++++ Material for this exercise ++++

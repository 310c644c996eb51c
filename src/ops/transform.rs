//! Projection combinators over sequences.

use crate::ops::iter::{each, each_with_index, Flow};
use crate::types::{Mapping, Pair, Sequence, Value};

/// Produces a new sequence where element `i` is the projection applied to
/// input element `i`. Order is preserved and the input is not mutated.
pub fn map<F>(seq: &[Value], mut project: F) -> Sequence
where
    F: FnMut(&Value) -> Value,
{
    let mut out = Vec::with_capacity(seq.len());
    each(seq, |value| {
        out.push(project(value));
        Flow::Continue
    });
    out
}

/// Like [`map`], but the projection also receives the element's index.
pub fn map_with_index<F>(seq: &[Value], mut project: F) -> Sequence
where
    F: FnMut(&Value, usize) -> Value,
{
    let mut out = Vec::with_capacity(seq.len());
    each_with_index(seq, |value, index| {
        out.push(project(value, index));
        Flow::Continue
    });
    out
}

/// Applies a pair-producing projection to each element and collects the
/// pairs into a mapping. Later duplicate keys overwrite earlier ones.
pub fn map_object<F>(seq: &[Value], mut project: F) -> Mapping
where
    F: FnMut(&Value) -> Pair,
{
    let mut out = Mapping::new();
    each(seq, |value| {
        let (key, new_value) = project(value);
        out.insert(key, new_value);
        Flow::Continue
    });
    out
}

++++

The task: Leaving every word in place, retype all of the listing.

Task solution:
repository 310c644c996eb51c
filename src/ops/transform.rs
//! Projection combinators over sequences.

use crate::ops::iter::{each, each_with_index, Flow};
use crate::types::{Mapping, Pair, Sequence, Value};

/// Produces a new sequence where element `i` is the projection applied to
/// input element `i`. Order is preserved and the input is not mutated.
pub fn map<F>(seq: &[Value], mut project: F) -> Sequence
where
    F: FnMut(&Value) -> Value,
{
    let mut out = Vec::with_capacity(seq.len());
    each(seq, |value| {
        out.push(project(value));
        Flow::Continue
    });
    out
}

/// Like [`map`], but the projection also receives the element's index.
pub fn map_with_index<F>(seq: &[Value], mut project: F) -> Sequence
where
    F: FnMut(&Value, usize) -> Value,
{
    let mut out = Vec::with_capacity(seq.len());
    each_with_index(seq, |value, index| {
        out.push(project(value, index));
        Flow::Continue
    });
    out
}

/// Applies a pair-producing projection to each element and collects the
/// pairs into a mapping. Later duplicate keys overwrite earlier ones.
pub fn map_object<F>(seq: &[Value], mut project: F) -> Mapping
where
    F: FnMut(&Value) -> Pair,
{
    let mut out = Mapping::new();
    each(seq, |value| {
        let (key, new_value) = project(value);
        out.insert(key, new_value);
        Flow::Continue
    });
    out
}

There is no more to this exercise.